[Work to complete] Among the entries below, find the lines holding "with" and copy them.

[Stored items from a collection]
=-=-=-=-=

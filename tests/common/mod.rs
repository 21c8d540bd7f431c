//! Shared helpers for integration tests.

use std::sync::Arc;
use masterslave_config::config::MasterSlaveConfig;
use masterslave_config::load_balancer::{ConnectionEntry, NodeType};

/// Master on 6379 plus `slaves` slaves on consecutive ports, sized from `config`.
pub fn deployment(config: &MasterSlaveConfig, slaves: u16) -> (Arc<ConnectionEntry>, Vec<Arc<ConnectionEntry>>) {
    let master = Arc::new(ConnectionEntry::for_node(
        "127.0.0.1:6379".parse().unwrap(),
        NodeType::Master,
        config,
    ));
    let slaves = (0..slaves)
        .map(|i| {
            Arc::new(ConnectionEntry::for_node(
                format!("127.0.0.1:{}", 6380 + i).parse().unwrap(),
                NodeType::Slave,
                config,
            ))
        })
        .collect();
    (master, slaves)
}

/// Write `content` to a fresh file in the temp dir and return its path.
#[allow(dead_code)]
pub fn write_temp_config(name: &str, content: &str) -> std::path::PathBuf {
    let path = std::env::temp_dir().join(format!("msconfig-{}-{}.toml", name, std::process::id()));
    std::fs::write(&path, content).unwrap();
    path
}
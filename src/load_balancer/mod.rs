//! Load balancing subsystem.
//!
//! # Data Flow
//! ```text
//! Read dispatched → routing::read (candidate set per ReadMode)
//!     → Apply the configured algorithm:
//!         - round_robin.rs (rotate through entries)
//!         - weighted.rs (smooth weighted rotation)
//!         - random.rs (uniform pick)
//!     → entry.rs (lease a command or subscription connection)
//! ```
//!
//! # Design Decisions
//! - Algorithm selected once per configuration, shared via Arc
//! - Selection never fabricates an entry: result is always one of the inputs
//! - Internal state is atomic or lock-protected; balancers are called concurrently

use std::collections::HashMap;
use std::fmt::Debug;
use std::sync::Arc;
use serde::{Deserialize, Serialize};

pub mod entry;
pub mod random;
pub mod round_robin;
pub mod weighted;

pub use entry::{ConnectionEntry, ConnectionKind, ConnectionLease, NodeType};
pub use random::RandomBalancer;
pub use round_robin::RoundRobin;
pub use weighted::WeightedRoundRobin;

/// Strategy choosing one connection entry among the available candidates.
pub trait LoadBalancer: Send + Sync + Debug {
    /// Select one entry from `entries`.
    ///
    /// Callers must pass a non-empty slice; an empty slice yields `None`.
    fn select_entry(&self, entries: &[Arc<ConnectionEntry>]) -> Option<Arc<ConnectionEntry>>;

    /// Short algorithm name used in logs and config dumps.
    fn name(&self) -> &'static str;

    /// File form of this balancer, if it has one. Config dumps write it out
    /// so that reading the dump back yields the same strategy.
    fn kind(&self) -> Option<LoadBalancerKind> {
        None
    }
}

/// File representation of a load balancer.
#[derive(Debug, Clone, PartialEq, Eq, Deserialize, Serialize, Default)]
#[serde(tag = "type", rename_all = "snake_case")]
pub enum LoadBalancerKind {
    #[default]
    RoundRobin,
    WeightedRoundRobin {
        /// Node address -> weight.
        #[serde(default)]
        weights: HashMap<String, u32>,
        /// Weight for nodes missing from `weights`.
        #[serde(default = "default_weight")]
        default_weight: u32,
    },
    Random,
}

fn default_weight() -> u32 {
    1
}

impl LoadBalancerKind {
    /// Instantiate the strategy. Config parsing rejects unparsable addresses in
    /// `weights` before this runs; any left when building by hand are skipped.
    pub fn build(&self) -> Arc<dyn LoadBalancer> {
        match self {
            LoadBalancerKind::RoundRobin => Arc::new(RoundRobin::new()),
            LoadBalancerKind::WeightedRoundRobin { weights, default_weight } => {
                let parsed = weights
                    .iter()
                    .filter_map(|(addr, weight)| match addr.parse() {
                        Ok(addr) => Some((addr, *weight)),
                        Err(_) => {
                            tracing::warn!(address = %addr, "Ignoring weight for invalid address");
                            None
                        }
                    })
                    .collect();
                Arc::new(WeightedRoundRobin::new(parsed, *default_weight))
            }
            LoadBalancerKind::Random => Arc::new(RandomBalancer::new()),
        }
    }
}
//! Routing subsystem.
//!
//! # Data Flow
//! ```text
//! Read operation dispatched by the connection manager
//!     → read.rs (candidate set from ReadMode: master, slaves, or both)
//!     → LoadBalancer::select_entry (SLAVE / MASTER_SLAVE only)
//!     → Return: chosen ConnectionEntry or RoutingError
//! ```
//!
//! # Design Decisions
//! - Config is frozen before routing; routing only reads it
//! - Deterministic candidate order: master first, then slaves as given
//! - Explicit error rather than panicking on an empty candidate set

pub mod read;

pub use read::{read_candidates, route_read, RoutingError};
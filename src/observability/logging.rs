//! Structured logging.
//!
//! # Responsibilities
//! - Initialize logging subsystem
//! - Configure log level from the command line and environment
//!
//! # Design Decisions
//! - Uses tracing crate for structured logging
//! - `RUST_LOG` wins over the level passed in

use tracing_subscriber::{layer::SubscriberExt, util::SubscriberInitExt, EnvFilter};

/// Install the global tracing subscriber.
///
/// Safe to call more than once; later calls are ignored.
pub fn init_logging(default_level: &str) {
    let filter = EnvFilter::try_from_default_env()
        .unwrap_or_else(|_| format!("masterslave_config={0},msconfig={0}", default_level).into());

    let _ = tracing_subscriber::registry()
        .with(filter)
        .with(tracing_subscriber::fmt::layer().with_writer(std::io::stderr))
        .try_init();
}

#[cfg(test)]
mod tests {
    use super::*;

    #[test]
    fn test_init_twice_is_harmless() {
        init_logging("debug");
        init_logging("info");
        tracing::info!("logging initialized");
    }
}
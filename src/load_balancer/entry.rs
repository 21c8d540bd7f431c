//! Connection entry abstraction.
//!
//! # Responsibilities
//! - Represent a single master or slave node as seen by the balancers
//! - Bound command and subscription connections by the configured pool sizes
//! - Track the frozen flag (entry excluded from read routing)

use std::fmt;
use std::net::SocketAddr;
use std::ops::Deref;
use std::sync::atomic::{AtomicBool, AtomicUsize, Ordering};
use std::sync::Arc;
use serde::Serialize;

use crate::config::MasterSlaveConfig;

/// Role of a node in the deployment.
#[derive(Debug, Clone, Copy, PartialEq, Eq, Hash, Serialize)]
#[serde(rename_all = "SCREAMING_SNAKE_CASE")]
pub enum NodeType {
    Master,
    Slave,
}

/// Connection category maintained per node.
#[derive(Debug, Clone, Copy, PartialEq, Eq, Hash)]
pub enum ConnectionKind {
    /// Short-lived request/response connections.
    Command,
    /// Long-lived pub/sub connections.
    Subscription,
}

/// Pool bounds for one connection category.
#[derive(Debug, Clone, Copy, PartialEq, Eq)]
pub struct PoolLimits {
    pub minimum_idle: usize,
    pub max_size: usize,
}

/// A single node and its connection accounting.
#[derive(Debug)]
pub struct ConnectionEntry {
    /// The address of the node.
    pub addr: SocketAddr,
    pub node_type: NodeType,
    pub command_pool: PoolLimits,
    pub subscription_pool: PoolLimits,

    command_leased: AtomicUsize,
    subscription_leased: AtomicUsize,
    frozen: AtomicBool,
}

impl ConnectionEntry {
    /// Create an entry with explicit pool limits.
    pub fn new(
        addr: SocketAddr,
        node_type: NodeType,
        command_pool: PoolLimits,
        subscription_pool: PoolLimits,
    ) -> Self {
        Self {
            addr,
            node_type,
            command_pool,
            subscription_pool,
            command_leased: AtomicUsize::new(0),
            subscription_leased: AtomicUsize::new(0),
            frozen: AtomicBool::new(false),
        }
    }

    /// Create an entry sized from the configuration for the given node role.
    ///
    /// Masters have no subscription pool in this model.
    pub fn for_node(addr: SocketAddr, node_type: NodeType, config: &MasterSlaveConfig) -> Self {
        let (command_pool, subscription_pool) = match node_type {
            NodeType::Master => (
                PoolLimits {
                    minimum_idle: config.master_connection_minimum_idle_size(),
                    max_size: config.master_connection_pool_size(),
                },
                PoolLimits { minimum_idle: 0, max_size: 0 },
            ),
            NodeType::Slave => (
                PoolLimits {
                    minimum_idle: config.slave_connection_minimum_idle_size(),
                    max_size: config.slave_connection_pool_size(),
                },
                PoolLimits {
                    minimum_idle: config.slave_subscription_connection_minimum_idle_size(),
                    max_size: config.slave_subscription_connection_pool_size(),
                },
            ),
        };
        Self::new(addr, node_type, command_pool, subscription_pool)
    }

    fn counter(&self, kind: ConnectionKind) -> (&AtomicUsize, usize) {
        match kind {
            ConnectionKind::Command => (&self.command_leased, self.command_pool.max_size),
            ConnectionKind::Subscription => {
                (&self.subscription_leased, self.subscription_pool.max_size)
            }
        }
    }

    /// Number of connections of `kind` currently leased.
    pub fn leased(&self, kind: ConnectionKind) -> usize {
        self.counter(kind).0.load(Ordering::Relaxed)
    }

    /// Try to lease a connection slot. Returns `None` once the pool is exhausted.
    pub fn try_acquire(self: &Arc<Self>, kind: ConnectionKind) -> Option<ConnectionLease> {
        let (counter, limit) = self.counter(kind);
        let mut prev = counter.load(Ordering::Relaxed);
        loop {
            if prev >= limit {
                return None;
            }
            match counter.compare_exchange_weak(prev, prev + 1, Ordering::AcqRel, Ordering::Relaxed) {
                Ok(_) => break,
                Err(x) => prev = x,
            }
        }
        Some(ConnectionLease {
            entry: self.clone(),
            kind,
        })
    }

    fn release(&self, kind: ConnectionKind) {
        self.counter(kind).0.fetch_sub(1, Ordering::AcqRel);
    }

    /// Exclude the entry from read routing.
    pub fn freeze(&self) {
        if !self.frozen.swap(true, Ordering::Relaxed) {
            tracing::debug!(addr = %self.addr, node_type = ?self.node_type, "Entry frozen");
        }
    }

    /// Return the entry to read routing.
    pub fn unfreeze(&self) {
        if self.frozen.swap(false, Ordering::Relaxed) {
            tracing::debug!(addr = %self.addr, node_type = ?self.node_type, "Entry unfrozen");
        }
    }

    pub fn is_frozen(&self) -> bool {
        self.frozen.load(Ordering::Relaxed)
    }
}

impl fmt::Display for ConnectionEntry {
    fn fmt(&self, f: &mut fmt::Formatter<'_>) -> fmt::Result {
        write!(f, "{:?}[{}]", self.node_type, self.addr)
    }
}

/// A RAII guard holding one leased connection slot.
#[derive(Debug)]
pub struct ConnectionLease {
    pub entry: Arc<ConnectionEntry>,
    pub kind: ConnectionKind,
}

impl Deref for ConnectionLease {
    type Target = ConnectionEntry;
    fn deref(&self) -> &Self::Target {
        &self.entry
    }
}

impl Drop for ConnectionLease {
    fn drop(&mut self) {
        self.entry.release(self.kind);
    }
}

#[cfg(test)]
mod tests {
    use super::*;

    #[test]
    fn test_slave_entry_sized_from_config() {
        let mut config = MasterSlaveConfig::default();
        config
            .set_slave_connection_pool_size(2)
            .set_slave_subscription_connection_pool_size(1);
        let entry = ConnectionEntry::for_node("127.0.0.1:6380".parse().unwrap(), NodeType::Slave, &config);
        assert_eq!(entry.command_pool, PoolLimits { minimum_idle: 10, max_size: 2 });
        assert_eq!(entry.subscription_pool, PoolLimits { minimum_idle: 1, max_size: 1 });
    }

    #[test]
    fn test_master_has_no_subscription_pool() {
        let config = MasterSlaveConfig::default();
        let entry = Arc::new(ConnectionEntry::for_node(
            "127.0.0.1:6379".parse().unwrap(),
            NodeType::Master,
            &config,
        ));
        assert_eq!(entry.command_pool.max_size, 64);
        assert!(entry.try_acquire(ConnectionKind::Subscription).is_none());
    }

    #[test]
    fn test_lease_bounded_and_released() {
        let mut config = MasterSlaveConfig::default();
        config.set_slave_connection_pool_size(2);
        let entry = Arc::new(ConnectionEntry::for_node(
            "127.0.0.1:6380".parse().unwrap(),
            NodeType::Slave,
            &config,
        ));

        let l1 = entry.try_acquire(ConnectionKind::Command).unwrap();
        let _l2 = entry.try_acquire(ConnectionKind::Command).unwrap();
        assert!(entry.try_acquire(ConnectionKind::Command).is_none());
        assert_eq!(entry.leased(ConnectionKind::Command), 2);
        // Subscription pool is independent
        assert!(entry.try_acquire(ConnectionKind::Subscription).is_some());

        drop(l1);
        assert_eq!(entry.leased(ConnectionKind::Command), 1);
        assert!(entry.try_acquire(ConnectionKind::Command).is_some());
    }

    #[test]
    fn test_freeze_toggle() {
        let entry = ConnectionEntry::for_node(
            "127.0.0.1:6380".parse().unwrap(),
            NodeType::Slave,
            &MasterSlaveConfig::default(),
        );
        assert!(!entry.is_frozen());
        entry.freeze();
        assert!(entry.is_frozen());
        entry.unfreeze();
        assert!(!entry.is_frozen());
    }
}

=-=-=-=-=

[Exercise output]
        .with(filter)
        .with(tracing_subscriber::fmt::layer().with_writer(std::io::stderr))
    /// Create an entry with explicit pool limits.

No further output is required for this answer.